Arkamıza bile bakmadan. Acının ucu bize dokunduğunda mı uyanıyoruz gaflet uykusundan. Boş ve anlamsız gözlerle etrafı seyretmek. Hep kendi eksenimizde, çıkar hesapları yaparak mı odaklanıyoruz hayat denen şeye. Odaklanmak, yoğunlaşmak. Bir açıp bir kapanmak. Neden ve bilmezlikleri kafamızı kurcalıyor mu yaşadığımız veya yaşama ihtimalimizin olduğu olaylar. Az veya çok başkasının dertleri ile dertleniyor muyuz? Yoksa.. Yoksa bana ne deyip yüzümüzü çeviriyoruz? Hayatın içinden hızlı geçerken bütün bunları elbette düşünmüyoruz. Kendimize tek yön ve tek hedef belirlemişiz. Hani eskilerin deyimiyle “at gözü” ile bakıyoruz. Baktırılıyoruz. Aldığımız eğitim, yaşadığımız toplum, çevremiz… Hep aynı şeyi fısıldıyor kulağımıza. Akşam karanlığının sabah aydınlığına çıkacağı her kesin malumu. Ancak hiç kimsenin akşam karanlığından sabah aydınlığına kadar geçen sürede(ki bu sure sınırlı ve sürelidir) tekrar aydınlık buluşması için garantisi yoktur. Ya da gündüz aydınlığından gece karanlığına geçme garantisi. Kimse de garanti veremez. İşte hayatın hızlı trendine yakalanıp anaforda boğulan bizler bu gerçeğin bile farkında değiliz. O kadar aciz bir durumdayız ki, bir saat sonra ne olacağını bilemiyoruz. Kestiremiyoruz. Bu konuda “elimiz kollumuz” bağlı. Ne çok güvendiğimiz bilim, ne mal, ne de mülk hiç ama hiçbir şey bu konuda bize fayda sağlayamaz. Geldiğimiz gibi gidiyoruz. Ancak “bilenler ve idrak” edenler; nereden geldiğini ve nereye gideceklerini bilenler hariç. Onların da sayıları o kadar azaldı ki! Onların sayılarının azalması sonucudur ki, hayat içinden hızla geçip gidiyoruz. Gerçeklerden uzak, umursamaz ve bilmez bir şekilde.

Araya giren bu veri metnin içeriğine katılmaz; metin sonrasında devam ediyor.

//! Inverted dropout.
//!
//! During training each activation is zeroed with probability `rate` and the
//! survivors are scaled by `1 / (1 - rate)`, so inference is the identity.

use crate::error::LayerError;
use crate::layer::Layer;
use crate::tensor::Tensor;
use rand::rngs::StdRng;
use rand::{Rng, SeedableRng};
use serde::{Deserialize, Serialize};

/// Dropout layer with a seeded mask generator.
///
/// `forward` never drops anything; masks are only drawn by
/// [`Dropout::forward_train`] while the layer is in training mode.
#[derive(Debug, Clone, Serialize, Deserialize)]
pub struct Dropout {
    rate: f32,
    seed: u64,
    training: bool,
    #[serde(skip)]
    rng: Option<StdRng>,
    #[serde(skip)]
    cached_mask: Option<Tensor>,
}

impl Dropout {
    /// Creates a dropout layer.
    ///
    /// # Errors
    ///
    /// Returns [`LayerError::ConfigError`] unless `0 <= rate < 1`.
    pub fn new(rate: f32, seed: u64) -> Result<Self, LayerError> {
        if !(0.0..1.0).contains(&rate) {
            return Err(LayerError::ConfigError {
                message: format!("Dropout rate must be in [0, 1), got {}", rate),
            });
        }
        Ok(Self {
            rate,
            seed,
            training: true,
            rng: None,
            cached_mask: None,
        })
    }

    /// Returns the drop probability.
    pub fn rate(&self) -> f32 {
        self.rate
    }

    /// Draws a fresh mask and applies it when training; identity otherwise.
    pub fn forward_train(&mut self, input: &Tensor) -> Result<Tensor, LayerError> {
        if !self.training || self.rate == 0.0 {
            self.cached_mask = Some(Tensor::ones(input.shape()));
            return Ok(input.clone());
        }

        let keep = 1.0 - self.rate;
        let seed = self.seed;
        let rng = self.rng.get_or_insert_with(|| StdRng::seed_from_u64(seed));
        let data = (0..input.numel())
            .map(|_| {
                if rng.gen::<f32>() < keep {
                    1.0 / keep
                } else {
                    0.0
                }
            })
            .collect();
        let mask = Tensor::from_data(input.shape(), data);
        let output = input.mul(&mask);
        self.cached_mask = Some(mask);
        Ok(output)
    }
}

impl Layer for Dropout {
    fn forward(&self, input: &Tensor) -> Result<Tensor, LayerError> {
        Ok(input.clone())
    }

    fn backward(&mut self, grad: &Tensor) -> Result<Tensor, LayerError> {
        let mask = self
            .cached_mask
            .as_ref()
            .ok_or(LayerError::NotInitialized)?;
        if grad.shape() != mask.shape() {
            return Err(LayerError::ShapeMismatch {
                expected: mask.shape().to_vec(),
                actual: grad.shape().to_vec(),
            });
        }
        Ok(grad.mul(mask))
    }

    fn parameters(&self) -> Vec<&Tensor> {
        vec![]
    }

    fn parameters_mut(&mut self) -> Vec<&mut Tensor> {
        vec![]
    }

    fn name(&self) -> &str {
        "Dropout"
    }

    fn is_training(&self) -> bool {
        self.training
    }

    fn set_training(&mut self, training: bool) {
        self.training = training;
    }
}
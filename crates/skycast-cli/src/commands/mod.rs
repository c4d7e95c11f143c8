//! CLI Command Implementations
//!
//! - [`train`]: Full training pipeline
//! - [`preview`]: Input table preview
//! - [`synthesize`]: Synthetic input generation

mod preview;
mod synthesize;
mod train;

pub use preview::PreviewCommand;
pub use synthesize::SynthesizeCommand;
pub use train::TrainCommand;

Kurgumuz hep daha ileriye. Hep daha yükseğe... Ama hiçbir zaman bu arzumuzu tatmin edemiyoruz. Hep daha fazlasını istiyoruz. Acılar içinde kıvransak da daha fazlasını istiyoruz. Acıların en katmerlisini yaşarız. Tadını unutamayız ancak yine de tatmin olmak bilmeyen bir iştahla bekleyen ihtirasımızın peşinde sürükleniriz. İşte bu hengâmede biz bizi unuturuz.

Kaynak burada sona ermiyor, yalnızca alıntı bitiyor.